If we eliminate ads, you can say goodbye to many "free" services people take for granted now, or expect to need to subscribe to them for a monthly fee. Of course, that could work, but it'd be very different than what we're used to I think.
I’m not sure. I pay for YouTube Premium because I watch a lot of content there and hate ads. Presumably, they added that option because there are people who exist who don’t like ads and are willing to support a different model. I even had a paid NHL subscription where commercials didn’t run.
The fact that we are even able to have this very conversation to discuss the pros and cons of ad-supported models seems to point to the fact that someone can like an ad-supported business’ services while not liking ads, and it is not a ridiculous or nonsensical position to hold.
Anyway, it seems we’ve diverged quite a lot from whether or not you can be a fan of watching tv sports and also not like ads.
Your YouTube Premium still isn't going to eliminate ads: surely you're still seeing all the embedded ads that "content creators" add to make more money? You're just cutting out the really annoying randomly-inserted ads from Google/YT.
I think it's the same with pro sports: it's all about profit, so they're going to shove ads in there somehow. Sure, maybe you can buy a subscription and avoid the most annoying ads, but you're not going to escape the embedded ads: sponsor logos, digitally-inserted ads, etc.
If you just want to watch sports without ads, the only way is to watch sports that don't have a profit motive, which excludes professional sports.

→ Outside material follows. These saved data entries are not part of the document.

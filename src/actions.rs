//! CI runner protocol
//!
//! Step outputs and exported variables are appended to the files the runner
//! names in `GITHUB_OUTPUT` and `GITHUB_ENV`, using the heredoc form
//! `name<<delimiter`. Workflow commands (`::error::`, `::group::`) go to stdout.

use crate::error::{PublishError, Result};
use std::cell::RefCell;
use std::fs::{File, OpenOptions};
use std::io::Write;
use std::path::{Path, PathBuf};

/// Values a successful run hands to later pipeline steps
#[derive(Debug, Clone, PartialEq, Eq)]
pub struct StepOutputs {
    /// Version image tag (e.g. `develop-7`)
    pub tag: String,
    /// Floating alias (e.g. `latest` or `develop-latest`)
    pub latest_tag: String,
    /// Version-control tag (e.g. `VERSION-DEVELOP-7`)
    pub git_tag: String,
    pub version: u64,
}

impl StepOutputs {
    pub fn pairs(&self) -> Vec<(&'static str, String)> {
        vec![
            ("tag", self.tag.clone()),
            ("latest_tag", self.latest_tag.clone()),
            ("git_tag", self.git_tag.clone()),
            ("version", self.version.to_string()),
        ]
    }
}

/// Destination for step outputs and exported environment variables
pub trait OutputSink {
    /// Write every step output and exported variable of a run.
    ///
    /// All entries are rendered and all destinations opened before the first
    /// byte is written, so a failure leaves no partial outputs behind.
    fn write(&self, outputs: &StepOutputs, variables: &[(&str, String)]) -> Result<()>;
}

/// Writes to the runner's file commands, or to stdout outside a runner
#[derive(Debug, Clone, Default)]
pub struct RunnerSink {
    output_file: Option<PathBuf>,
    env_file: Option<PathBuf>,
}

impl RunnerSink {
    pub fn new(output_file: Option<PathBuf>, env_file: Option<PathBuf>) -> Self {
        RunnerSink {
            output_file,
            env_file,
        }
    }

    fn open(path: &Path) -> Result<File> {
        Ok(OpenOptions::new().create(true).append(true).open(path)?)
    }

    fn flush(file: Option<File>, entries: &str, pairs: &[(&str, String)]) -> Result<()> {
        match file {
            Some(mut file) => file.write_all(entries.as_bytes())?,
            None => {
                for (name, value) in pairs {
                    println!("{}={}", name, value);
                }
            }
        }
        Ok(())
    }
}

fn render(pairs: &[(&str, String)]) -> Result<String> {
    pairs
        .iter()
        .map(|(name, value)| file_command(name, value))
        .collect()
}

impl OutputSink for RunnerSink {
    fn write(&self, outputs: &StepOutputs, variables: &[(&str, String)]) -> Result<()> {
        let output_pairs = outputs.pairs();
        let output_entries = render(&output_pairs)?;
        let variable_entries = render(variables)?;

        let output_file = self.output_file.as_deref().map(Self::open).transpose()?;
        let env_file = self.env_file.as_deref().map(Self::open).transpose()?;

        Self::flush(env_file, &variable_entries, variables)?;
        Self::flush(output_file, &output_entries, &output_pairs)
    }
}

/// Collects outputs in memory
#[derive(Debug, Default)]
pub struct MemorySink {
    outputs: RefCell<Vec<(String, String)>>,
    variables: RefCell<Vec<(String, String)>>,
}

impl MemorySink {
    pub fn new() -> Self {
        Self::default()
    }

    pub fn outputs(&self) -> Vec<(String, String)> {
        self.outputs.borrow().clone()
    }

    pub fn output(&self, name: &str) -> Option<String> {
        self.outputs
            .borrow()
            .iter()
            .find(|(key, _)| key == name)
            .map(|(_, value)| value.clone())
    }

    pub fn variables(&self) -> Vec<(String, String)> {
        self.variables.borrow().clone()
    }
}

impl OutputSink for MemorySink {
    fn write(&self, outputs: &StepOutputs, variables: &[(&str, String)]) -> Result<()> {
        self.outputs.borrow_mut().extend(owned(&outputs.pairs()));
        self.variables.borrow_mut().extend(owned(variables));
        Ok(())
    }
}

fn owned(pairs: &[(&str, String)]) -> Vec<(String, String)> {
    pairs
        .iter()
        .map(|(name, value)| (name.to_string(), value.clone()))
        .collect()
}

/// Format one `name<<delimiter` file command entry
pub fn file_command(name: &str, value: &str) -> Result<String> {
    let delimiter = format!("ghadelimiter_{}", uuid::Uuid::new_v4());
    if name.contains(&delimiter) || value.contains(&delimiter) {
        return Err(PublishError::config(format!(
            "Output '{}' collides with its delimiter",
            name
        )));
    }
    Ok(format!("{name}<<{delimiter}\n{value}\n{delimiter}\n"))
}

/// Escape a message for a workflow command
pub fn escape_data(message: &str) -> String {
    message
        .replace('%', "%25")
        .replace('\r', "%0D")
        .replace('\n', "%0A")
}

/// The `::error::` command that marks the step failed with `message`
pub fn error_annotation(message: &str) -> String {
    format!("::error::{}", escape_data(message))
}

/// The `::warning::` command for a non-fatal problem
pub fn warning_annotation(message: &str) -> String {
    format!("::warning::{}", escape_data(message))
}

/// Start a collapsible log group
pub fn start_group(title: &str) {
    println!("::group::{}", escape_data(title));
}

pub fn end_group() {
    println!("::endgroup::");
}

If you're curious there are other threads in this topic where people are discussing different (existing) tools for removing sponsors from YouTube videos or podcasts, and using ML to remove digitally inserted ads, for example. I like to stay up on this kind of ad-blocking tech and remove ads from content I like as completely as possible.
Maybe I'm a unicorn here (it would be surprising to me given the number of people working on ad-blocking tech, but who knows) but I truly, sincerely do simultaneously like ad-supported content and do not like the ads, and am happy to pay creators directly through subscriptions and use technology to otherwise get rid of them.